[Records for this exercise Boundary: Start]
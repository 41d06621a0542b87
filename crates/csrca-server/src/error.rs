//! Server errors.

use axum::http::{header, StatusCode};
use axum::response::{IntoResponse, Response};
use csrca_certgen::CertgenError;
use thiserror::Error;
use tracing::warn;

#[derive(Debug, Error)]
pub enum ServerError {
    #[error("configuration error: {0}")]
    Config(String),

    #[error("authority error: {0}")]
    Authority(#[from] CertgenError),

    #[error("I/O error: {0}")]
    Io(#[from] std::io::Error),
}

/// A rejected signing request, returned to the caller as HTTP 400.
#[derive(Debug, Error)]
#[error(transparent)]
pub struct ApiError(#[from] pub CertgenError);

impl ApiError {
    /// Short client-facing description of the failure class.
    pub fn reason(&self) -> &'static str {
        match self.0 {
            CertgenError::InvalidRequest(_) => "invalid request",
            CertgenError::MalformedInput(_) => "parse CSR failed",
            CertgenError::SignatureInvalid(_) => "signature check failed",
            CertgenError::IssuanceFailed(_) => "error creating certificate",
        }
    }
}

impl IntoResponse for ApiError {
    fn into_response(self) -> Response {
        warn!(error = %self.0, "{}", self.reason());
        (
            StatusCode::BAD_REQUEST,
            [(header::CONTENT_TYPE, "text/plain; charset=utf-8")],
            format!("{}\n", self.reason()),
        )
            .into_response()
    }
}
[Records for this exercise Boundary: End]
▶ **Assignment**: Retype exactly. Start at the line with "as HTTP 400." and stop at the last line of the data.

▶ **Solution**:
/// A rejected signing request, returned to the caller as HTTP 400.
#[derive(Debug, Error)]
#[error(transparent)]
pub struct ApiError(#[from] pub CertgenError);

impl ApiError {
    /// Short client-facing description of the failure class.
    pub fn reason(&self) -> &'static str {
        match self.0 {
            CertgenError::InvalidRequest(_) => "invalid request",
            CertgenError::MalformedInput(_) => "parse CSR failed",
            CertgenError::SignatureInvalid(_) => "signature check failed",
            CertgenError::IssuanceFailed(_) => "error creating certificate",
        }
    }
}

impl IntoResponse for ApiError {
    fn into_response(self) -> Response {
        warn!(error = %self.0, "{}", self.reason());
        (
            StatusCode::BAD_REQUEST,
            [(header::CONTENT_TYPE, "text/plain; charset=utf-8")],
            format!("{}\n", self.reason()),
        )
            .into_response()
    }
}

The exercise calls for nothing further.